Forecasters are calling for temperatures ranging from 35 degrees to a low of 16, with a 70 percent chance of snow and rain during the game (1 p.m. kickoff).
"By the end of [Thursday's] practice, there was significant accumulation on the field," said Belichick.
Among the challenges the Patriots encountered Thursday: "Wet ball, ballhandling, playing in the snow, field awareness, lack of lines, alignment," Belichick said. "The field, [there] are no markings, so just the spatial relationship of the goal post and the stadium, the field and landmarks that you have to kind of estimate at when you don't have those markings there."
With Eric Mangini and the Jets in town, though, the Patriots will leave nothing to chance. And while everyone in Foxborough insisted the weather wouldn't be much of a factor, Belichick had his team practice outdoors again yesterday.

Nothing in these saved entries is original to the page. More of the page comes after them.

//! Application configuration module
//!
//! Configuration is layered: built-in defaults, then an optional TOML file,
//! then `FUELQ_*` environment overrides.
//!
//! ```rust
//! use fuelq::shared::config::AppConfig;
//!
//! let config = AppConfig::builder()
//!     .cache_version("v7")
//!     .build()
//!     .unwrap();
//! assert_eq!(config.cache_version, "v7");
//! ```

use serde::Deserialize;
use std::path::PathBuf;
use thiserror::Error;

/// Default server URL
pub const DEFAULT_SERVER_URL: &str = "http://127.0.0.1:3000";

/// Assets precached into the static partition at install time
pub const DEFAULT_PRECACHE: &[&str] = &[
    "/",
    "/index.html",
    "/offline.html",
    "/manifest.json",
    "/src/css/styles.css",
    "/src/js/main.js",
    "/src/components/header.html",
    "/src/components/footer.html",
    "/src/images/logo.png",
];

/// Application configuration
#[derive(Debug, Clone, PartialEq, Eq, Deserialize)]
#[serde(default)]
pub struct AppConfig {
    /// Prefix for cache names and the state snapshot key
    pub app_name: String,
    /// Deploy version; bumping it invalidates every cache
    pub cache_version: String,
    /// Origin the site is served from
    pub server_url: String,
    /// Directory holding the SQLite stores
    pub data_dir: PathBuf,
    /// Key of the state snapshot; derived from `app_name` when unset
    pub state_key: Option<String>,
    /// Seconds between state snapshots
    pub persist_interval_secs: u64,
    /// Bounded length of the state history ring
    pub history_capacity: usize,
    /// Seconds between background sync passes in the runner
    pub sync_interval_secs: u64,
    /// Static asset manifest
    pub precache: Vec<String>,
}

impl Default for AppConfig {
    fn default() -> Self {
        Self {
            app_name: "fuelq".to_string(),
            cache_version: "v1".to_string(),
            server_url: DEFAULT_SERVER_URL.to_string(),
            data_dir: default_data_dir(),
            state_key: None,
            persist_interval_secs: 30,
            history_capacity: 50,
            sync_interval_secs: 60,
            precache: DEFAULT_PRECACHE.iter().map(|s| s.to_string()).collect(),
        }
    }
}

fn default_data_dir() -> PathBuf {
    let mut path = dirs::data_dir().unwrap_or_else(std::env::temp_dir);
    path.push("fuelq");
    path
}

impl AppConfig {
    /// Create a new AppConfigBuilder
    pub fn builder() -> AppConfigBuilder {
        AppConfigBuilder::default()
    }

    /// Parse a TOML document; missing keys keep their defaults
    pub fn from_toml_str(source: &str) -> Result<Self, ConfigError> {
        let config: AppConfig =
            toml::from_str(source).map_err(|e| ConfigError::InvalidToml(e.to_string()))?;
        config.validate()?;
        Ok(config)
    }

    /// Load configuration: `FUELQ_CONFIG` file if set, then environment overrides
    pub fn load() -> Result<Self, ConfigError> {
        let config = match std::env::var("FUELQ_CONFIG") {
            Ok(path) => {
                let source = std::fs::read_to_string(&path)
                    .map_err(|e| ConfigError::Unreadable(format!("{}: {}", path, e)))?;
                Self::from_toml_str(&source)?
            }
            Err(_) => Self::default(),
        };
        let config = config.with_env_overrides()?;
        config.validate()?;
        Ok(config)
    }

    /// Apply `FUELQ_*` environment variables on top of this configuration
    pub fn with_env_overrides(mut self) -> Result<Self, ConfigError> {
        if let Ok(url) = std::env::var("FUELQ_SERVER_URL") {
            self.server_url = url;
        }
        if let Ok(version) = std::env::var("FUELQ_CACHE_VERSION") {
            self.cache_version = version;
        }
        if let Ok(dir) = std::env::var("FUELQ_DATA_DIR") {
            self.data_dir = PathBuf::from(dir);
        }
        if let Ok(secs) = std::env::var("FUELQ_SYNC_INTERVAL_SECS") {
            self.sync_interval_secs = secs
                .parse()
                .map_err(|_| ConfigError::InvalidNumber("FUELQ_SYNC_INTERVAL_SECS", secs))?;
        }
        Ok(self)
    }

    /// Validate the configuration
    pub fn validate(&self) -> Result<(), ConfigError> {
        if !(self.server_url.starts_with("http://") || self.server_url.starts_with("https://")) {
            return Err(ConfigError::InvalidUrl(self.server_url.clone()));
        }
        if self.app_name.is_empty() {
            return Err(ConfigError::MissingValue("app_name"));
        }
        if self.cache_version.is_empty() {
            return Err(ConfigError::MissingValue("cache_version"));
        }
        if self.persist_interval_secs == 0 {
            return Err(ConfigError::ZeroValue("persist_interval_secs"));
        }
        if self.sync_interval_secs == 0 {
            return Err(ConfigError::ZeroValue("sync_interval_secs"));
        }
        if self.history_capacity == 0 {
            return Err(ConfigError::ZeroValue("history_capacity"));
        }
        Ok(())
    }

    /// Key the state snapshot is stored under
    pub fn state_key(&self) -> String {
        self.state_key
            .clone()
            .unwrap_or_else(|| format!("{}-state", self.app_name))
    }
}

/// Builder for AppConfig
#[derive(Debug, Default)]
pub struct AppConfigBuilder {
    app_name: Option<String>,
    cache_version: Option<String>,
    server_url: Option<String>,
    data_dir: Option<PathBuf>,
    state_key: Option<String>,
    persist_interval_secs: Option<u64>,
    history_capacity: Option<usize>,
    sync_interval_secs: Option<u64>,
    precache: Option<Vec<String>>,
}

impl AppConfigBuilder {
    /// Set the application name
    pub fn app_name(mut self, name: impl Into<String>) -> Self {
        self.app_name = Some(name.into());
        self
    }

    /// Set the cache version
    pub fn cache_version(mut self, version: impl Into<String>) -> Self {
        self.cache_version = Some(version.into());
        self
    }

    /// Set the server URL
    pub fn server_url(mut self, url: impl Into<String>) -> Self {
        self.server_url = Some(url.into());
        self
    }

    /// Set the data directory
    pub fn data_dir(mut self, dir: impl Into<PathBuf>) -> Self {
        self.data_dir = Some(dir.into());
        self
    }

    /// Override the state snapshot key
    pub fn state_key(mut self, key: impl Into<String>) -> Self {
        self.state_key = Some(key.into());
        self
    }

    /// Set the snapshot interval
    pub fn persist_interval_secs(mut self, secs: u64) -> Self {
        self.persist_interval_secs = Some(secs);
        self
    }

    /// Set the history ring capacity
    pub fn history_capacity(mut self, capacity: usize) -> Self {
        self.history_capacity = Some(capacity);
        self
    }

    /// Set the background sync interval
    pub fn sync_interval_secs(mut self, secs: u64) -> Self {
        self.sync_interval_secs = Some(secs);
        self
    }

    /// Replace the precache manifest
    pub fn precache<I, S>(mut self, assets: I) -> Self
    where
        I: IntoIterator<Item = S>,
        S: Into<String>,
    {
        self.precache = Some(assets.into_iter().map(Into::into).collect());
        self
    }

    /// Build the configuration
    pub fn build(self) -> Result<AppConfig, ConfigError> {
        let defaults = AppConfig::default();
        let config = AppConfig {
            app_name: self.app_name.unwrap_or(defaults.app_name),
            cache_version: self.cache_version.unwrap_or(defaults.cache_version),
            server_url: self.server_url.unwrap_or(defaults.server_url),
            data_dir: self.data_dir.unwrap_or(defaults.data_dir),
            state_key: self.state_key.or(defaults.state_key),
            persist_interval_secs: self
                .persist_interval_secs
                .unwrap_or(defaults.persist_interval_secs),
            history_capacity: self.history_capacity.unwrap_or(defaults.history_capacity),
            sync_interval_secs: self.sync_interval_secs.unwrap_or(defaults.sync_interval_secs),
            precache: self.precache.unwrap_or(defaults.precache),
        };
        config.validate()?;
        Ok(config)
    }
}

/// Configuration errors
#[derive(Debug, Error, PartialEq, Eq)]
pub enum ConfigError {
    #[error("invalid URL: {0}")]
    InvalidUrl(String),
    #[error("missing value: {0}")]
    MissingValue(&'static str),
    #[error("{0} must be greater than zero")]
    ZeroValue(&'static str),
    #[error("invalid number for {0}: {1}")]
    InvalidNumber(&'static str, String),
    #[error("invalid TOML: {0}")]
    InvalidToml(String),
    #[error("unreadable config file: {0}")]
    Unreadable(String),
}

"I don't know how it's going to be [tomorrow]," Belichick said. "[If] you listen to four forecasts, you get four different versions of it. Sooner or later, maybe we'll play in it. Maybe we won't, but we've practiced in rain, wind, snow, night, afternoon, morning. I'm not really worried about it."
Since 1993, the Patriots are 22-3 when the temperature at kickoff is 34 degrees or colder. In the snow, the Patriots are 9-0 all-time in Foxborough, with three of the last six memorable playoff triumphs, including a 16-13 overtime victory over Oakland Jan. 19, 2002, in the last game played at Foxboro Stadium.
Tom Brady set a team playoff record by throwing 52 times in that playoff thriller. He completed 32 passes (another team playoff record) for 312 yards that snowy night, proving that even in those conditions he was still capable of throwing the ball.
So a little snow and rain is not likely to cause the Patriots to make wholesale changes in their game plan.
"I've never run in the snow," said running back Laurence Maroney. "I played in the rain, but I've never played in the snow. [Thursday] I was just basically trying to keep my feet up under me and just try to run fast and still keep your feet up under you so you won't slip and fall. Don't try to make too many big cuts."